1596年(文禄5)に伐採されたものであることが市が実施した木材の年輪年代調査で明らかになった。

 大天守の創建年代には諸説あったが、今回の科学的調査により1596~97年にかけての建造と推定され、従来の市の見解より3年遅いという。

 また、大天守脇の辰巳附け櫓は、構造を調べた結果、大天守と同時期に建造されたという結論に達した。

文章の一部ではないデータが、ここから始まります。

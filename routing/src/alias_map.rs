use anyhow::{Context, Result};
use serde::{Deserialize, Serialize};
use std::collections::BTreeMap;

/// Two-level lookup table `assetId -> propertyId -> alias`.
///
/// Keys are kept sorted so that serializing the same content always yields the same bytes.
#[derive(Debug, Clone, Default, PartialEq, Eq, Serialize, Deserialize)]
#[serde(transparent)]
pub struct AliasMap {
    assets: BTreeMap<String, BTreeMap<String, String>>,
}

impl AliasMap {
    pub fn new() -> Self {
        Self::default()
    }

    pub fn insert(&mut self, asset_id: &str, property_id: &str, alias: &str) {
        self.assets
            .entry(asset_id.to_owned())
            .or_default()
            .insert(property_id.to_owned(), alias.to_owned());
    }

    pub fn alias(&self, asset_id: &str, property_id: &str) -> Option<&str> {
        self.assets
            .get(asset_id)
            .and_then(|properties| properties.get(property_id))
            .map(String::as_str)
    }

    pub fn contains_asset(&self, asset_id: &str) -> bool {
        self.assets.contains_key(asset_id)
    }

    /// Properties of one asset, sorted by property id.
    pub fn properties(&self, asset_id: &str) -> Option<&BTreeMap<String, String>> {
        self.assets.get(asset_id)
    }

    pub fn asset_ids(&self) -> impl Iterator<Item = &str> {
        self.assets.keys().map(String::as_str)
    }

    pub fn nb_assets(&self) -> usize {
        self.assets.len()
    }

    /// Total number of (asset, property) entries.
    pub fn nb_entries(&self) -> usize {
        self.assets.values().map(BTreeMap::len).sum()
    }

    pub fn is_empty(&self) -> bool {
        self.assets.is_empty()
    }

    pub fn to_json(&self) -> Result<Vec<u8>> {
        serde_json::to_vec(self).with_context(|| "serializing alias map")
    }

    pub fn from_json(buffer: &[u8]) -> Result<Self> {
        serde_json::from_slice(buffer).with_context(|| "parsing alias map")
    }
}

 このことから、初代城主・石川数正の子で当時の城主だった康長が天守を高層階まで短期間で建造したと思われる。

 

 建築史にお詳しいかたならご存じでしょうけれど、安土桃山時代から天守を備えた築城が盛んになり、当時は低層の櫓の上に楼閣状の建造物を乗せた「望楼型」が主であったが、江戸時代に入ると床面積を少なくしながら階層を積み上げる「層塔型」へと移行していったわけで、松本城は望楼型と層塔型のミックスと言えるかもしれない。

丁度、時代の転換期ですしね。

 

 調査は、世界遺産登録を目指す基礎研究の一環で、2022年~24年度に行われた。

この調査は、大天守を含む天守群の柱や梁など43点を対象に実施。大天守と月見櫓の17点で年代が特定できた。

 

 調査に当たったのは、犬山城天守の年代測定などで有名な奈良文化財研究所名誉研究員の光谷拓実さん(年輪年代学)と名古屋工業大学名誉教授の麓和善(ふもとかずよし)さん(建築史)である。

 麓さんに依ると、当時は伐採した木材を時間を置かずにすぐに建築に使うのが一般的だったそうだ。大天守は1階から6階までほぼ同時期に伐採された木材が使用されていることから、短い期間に建造されたことが判る。

 

 更に、月見櫓の木材一点は1626年に伐採されたことが判明し、1633年~38年に松本藩主を務めた松平直政が三代将軍・家光の来訪に備えて増築したという従来の説と違った結果となった。私見を述べれば、増築ではなく、改築だったのかも?

 

 今後も世界遺産推薦書の材料になるデータを蓄積して、認定まで進むことを県民の1人として望んでいる。